A lack of good teachers is hitting the UK’s poorest children hardest
A good education should be a stepping stone to a better life. But many children from the UK’s most disadvantaged areas will never have the chance of attending a high-performing school, or learning from a high-quality teacher, according to a new report by the country’s official Social Mobility Commission.
In its State of the Nation report released this week, the Commission warned of dramatic differences in social mobility for people from disadvantaged backgrounds – including a growing divide between the Greater London area and the rest of the country. The Commission’s findings show that a lack of access to quality education is only widening the gap between rich and poor across the UK.

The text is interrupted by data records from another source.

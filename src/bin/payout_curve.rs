//! Sweep one count input of a role and write the payout curve as CSV
//!
//! One row per input value, one column per payout line plus the total.

use anyhow::{bail, Context, Result};
use clap::Parser;
use incentive_engine::{RuleTable, ScenarioRunner};
use std::path::PathBuf;
use std::time::Instant;

#[derive(Parser, Debug)]
#[command(name = "payout_curve", about = "Write a role's payout curve over one count input")]
struct Args {
    /// Role id or title
    #[arg(long)]
    role: String,
    /// Count input to vary
    #[arg(long)]
    input: String,
    #[arg(long, default_value_t = 0)]
    from: i64,
    #[arg(long, default_value_t = 100)]
    to: i64,
    /// Fixed input assignment `key=value` for every point
    #[arg(long = "set", value_name = "KEY=VALUE")]
    assignments: Vec<String>,
    /// Directory with goal CSV files
    #[arg(long)]
    goals_dir: Option<PathBuf>,
    #[arg(long, default_value = "payout_curve.csv")]
    output: PathBuf,
}

fn main() -> Result<()> {
    env_logger::init();
    let args = Args::parse();
    if args.from > args.to {
        bail!("--from {} is greater than --to {}", args.from, args.to);
    }

    let table = RuleTable::load_configured(args.goals_dir.as_deref())?;
    let role = table.get(&args.role)?.clone();
    let mut base = role.default_inputs();
    for assignment in &args.assignments {
        base.assign(&role.inputs, assignment)
            .with_context(|| format!("applying --set {}", assignment))?;
    }

    let runner = ScenarioRunner::with_table(table);
    let start = Instant::now();
    let points = runner.sweep_from(role.id, &base, &args.input, args.from..=args.to)?;
    log::info!("Evaluated {} points in {:?}", points.len(), start.elapsed());

    let mut writer = csv::Writer::from_path(&args.output)
        .with_context(|| format!("creating {}", args.output.display()))?;

    let mut header = vec![args.input.clone()];
    if let Some(first) = points.first() {
        header.extend(first.evaluation.result.lines().iter().map(|line| line.name.clone()));
    }
    header.push("Total".to_string());
    header.push("Eligible".to_string());
    writer.write_record(&header)?;

    for point in &points {
        let mut row = vec![point.value.to_string()];
        row.extend(point.evaluation.result.lines().iter().map(|line| format!("{:.2}", line.amount)));
        row.push(format!("{:.2}", point.evaluation.total()));
        row.push(point.evaluation.eligible.to_string());
        writer.write_record(&row)?;
    }
    writer.flush()?;

    println!(
        "{} ({}) over {} = {}..={}: {} rows written to {}",
        role.title,
        role.currency,
        args.input,
        args.from,
        args.to,
        points.len(),
        args.output.display()
    );
    Ok(())
}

The last decade has seen a growing disparity in educational attainment across the country for children on free school meals. Less than 40% of such pupils achieve grades A* to C in GCSE English and maths, far below the 67% average for England. While investment and funding has transformed the schools in some of London’s poorest neighbourhoods, many of the UK’s other regions have been left behind. Children from communities in the UK’s former manufacturing heartlands and the country’s remote rural and coastal areas perform particularly badly.
Today, a child from a deprived background has a better chance of going to a good school in London than anywhere else in the country. Remarkably, the Commission also found that children from poor families are likely to have better social mobility in deprived districts in London than elsewhere – a child from a deprived background will have better social mobility in London’s east end than in an affluent country town.
There’s a clear reason why deprived and remote areas outside of London are performing so badly: a lack of good teachers. Schools in such areas are much less likely to be able to attract qualified educators and to keep good teachers on the books. Today, more than one in five schools in the UK’s former industrial heartlands either has a vacancy or temporarily filled post, while a secondary school teacher in the most deprived areas is 70% more likely to leave. The result is an increasingly chronic teaching shortage in schools in the UK’s poorest areas, depressing children’s attainment and social mobility.
The Commission has urged the UK government to grant regional authorities more responsibilities to both manage the supply of teachers and develop incentives to attract teachers into deprived areas. Another factor policy makers should also consider is the middling respect enjoyed by UK teachers today. Research by The Varkey Foundation into the global status of teachers has found that the teachers in Britain enjoy only moderate respect compared to other countries – and that most respondents believed that teachers are paid more than they actually are. A recent survey of the professions most trusted by the British public, commissioned by the Department of Education as part of NatCen’s British Social Attitudes survey, also saw respondents rank teachers just third out of a list of seven professions.
The Varkey Foundation is now planning new research to study the effects that the status of teachers has on recruitment and retention. It may be that bolstering respect for teachers, particularly those in deprived and isolated areas, is a key piece of the puzzle. At the very least, the teachers working in some of the country’s poorest classrooms should be celebrated, not forgotten.